Since the phylogenetic loss of fur (Rantala, 2007), Homo sapiens has needed to protect his skin with acquired animal skin or some form of fabric in all but a few climatic zones. Very late in evolution, the technical skills of man reached a level that allowed the production of textiles for many more purposes than just avoiding loss of heat or mechanical injury. While the use of textiles on human skin is overwhelmingly beneficial to the wearer (Elsner, 2003), there are situations when the intimate contact of fabrics (or animal skins) with injured or irritated skin may be harmful (Fenske and Lober, 1990; Bolognia, 1995; Fisher et al., 2002; Romagnani, 2004). Mechanical or chemical properties of textiles may lead to skin affections, e.g. chafe, toxicity or allergy. Fabrics may also contribute to skin infection, especially where skin is already injured or stressed. Tightly woven fabrics may favour bacterial or fungal growth by maintaining a moist and warm environment, and fabrics may themselves harbour bacteria (e.g. Teufel et al.,

2010).
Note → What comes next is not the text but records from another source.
use ndarray::Array2;

use crate::{
    Checkpoint, MlErr, NormalizerKind, Normalizers, Result,
    arch::{Mode, Model, Sequential},
};

/// Maps a machine state to corrector settings using a trained checkpoint.
///
/// Every predictor owns its own copy of the model, so predictors built from the same checkpoint
/// never share mutable state.
#[derive(Debug, Clone)]
pub struct Predictor {
    model: Sequential,
    params: Vec<f32>,
    normalizers: Normalizers,
    sensors: usize,
    correctors: usize,
}

impl Predictor {
    /// Creates a new `Predictor`.
    ///
    /// # Arguments
    /// * `checkpoint` - A checkpoint whose normalizers were fit.
    ///
    /// # Returns
    /// An error if the normalizers are not fit or do not agree with the model's layout.
    pub fn new(checkpoint: Checkpoint) -> Result<Self> {
        let (spec, params, normalizers, _) = checkpoint.into_parts();

        let correctors = spec.output_size();
        let readings = spec.input_size().checked_sub(correctors).unwrap_or_default();
        if readings % 2 != 0 || readings == 0 {
            return Err(MlErr::InvalidLayout(format!(
                "input size {} cannot hold two readings per sensor and {correctors} correctors",
                spec.input_size()
            )));
        }

        let expected = [
            (normalizers.trajectory(), 2),
            (normalizers.corrector(), correctors),
            (normalizers.initial_corrector(), correctors),
        ];

        for (normalizer, features) in expected {
            if !normalizer.is_fit() {
                return Err(MlErr::NormalizerNotFit {
                    which: normalizer.kind(),
                });
            }

            if normalizer.features() != features {
                return Err(MlErr::ShapeMismatch {
                    what: match normalizer.kind() {
                        NormalizerKind::Trajectory => "trajectory normalizer",
                        NormalizerKind::Corrector => "corrector normalizer",
                        NormalizerKind::InitialCorrector => "initial corrector normalizer",
                    },
                    got: normalizer.features(),
                    expected: features,
                });
            }
        }

        // A predictor has no random state: the model only ever runs in eval mode.
        let mut model = Sequential::from_spec(&spec, 0)?;
        model.set_mode(Mode::Eval);

        Ok(Self {
            model,
            params,
            normalizers,
            sensors: readings / 2,
            correctors,
        })
    }

    /// Decodes a checkpoint from its serialized form and builds a predictor from it.
    pub fn from_bytes(bytes: &[u8]) -> Result<Self> {
        Self::new(Checkpoint::from_bytes(bytes)?)
    }

    /// The amount of sensors the model was trained with.
    pub fn sensors(&self) -> usize {
        self.sensors
    }

    /// The amount of correctors the model was trained with.
    pub fn correctors(&self) -> usize {
        self.correctors
    }

    /// Predicts the corrector settings for a machine state.
    ///
    /// # Arguments
    /// * `trajectory` - The `(x, y)` reading of every sensor.
    /// * `initial_correctors` - The current corrector settings.
    ///
    /// # Returns
    /// The predicted setting of every corrector, or an error if the inputs do not match the
    /// trained dimensions or the prediction is not finite.
    pub fn predict(&mut self, trajectory: &[[f32; 2]], initial_correctors: &[f32]) -> Result<Vec<f32>> {
        if trajectory.len() != self.sensors {
            return Err(MlErr::ShapeMismatch {
                what: "predictor trajectory",
                got: trajectory.len(),
                expected: self.sensors,
            });
        }

        if initial_correctors.len() != self.correctors {
            return Err(MlErr::ShapeMismatch {
                what: "predictor initial correctors",
                got: initial_correctors.len(),
                expected: self.correctors,
            });
        }

        let row = self.normalizers.input(trajectory, initial_correctors)?;
        let x = Array2::from_shape_vec((1, row.len()), row)
            .map_err(|e| MlErr::InvalidLayout(e.to_string()))?;

        let y = self.model.forward(&self.params, x.view())?;
        let correction = self.normalizers.correction(y.view())?;

        if correction.iter().any(|v| !v.is_finite()) {
            return Err(MlErr::NumericDivergence { what: "prediction" });
        }

        Ok(correction.iter().copied().collect())
    }
}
Indeed, the three-dimensional structure of textiles with a high proportion of 'empty' and capillary spaces, and the hydrophilic or lipophilic surfaces of the fibres have a tendency to absorb aqueous or fatty liquids or emulsions, as well as particulate dirt. These same properties of textiles can be a blessing or a curse. On the one hand, textiles soaked in medicinal compounds, for example, are helpful in wound care. On the other hand, fabrics soaked in sweat or exudates offer an ideal substrate and nutrients for pathogenic bacteria or fungi. The combination of mechanical irritation, susceptible skin, and 'infectious' textiles is a particularly unfavourable trio. In order to shift the balance towards bless, the fibre surface can be modified in ways that make it one or all of less absorptive, drug eluting, or even germicidal. Such textiles have become commercially available in the last decade. The marketing efforts raise great hopes in those parts of the population who suffer from 'stinking socks' and, of special interest here, who suffer from dermatological conditions such as atopic dermatitis or eczema with bacterial or fungal super infections. Moderately priced functional textiles that can, at the same time, stop and/or prevent infections, add to the quality of life, and reduce the need for medication, are a very attractive prospective for the individual and the healthcare system. Unfortunately, the marketing efforts seem to be disproportionately high compared with the current extent of systematic clinical evidence for the benefit of anti-infectious textiles.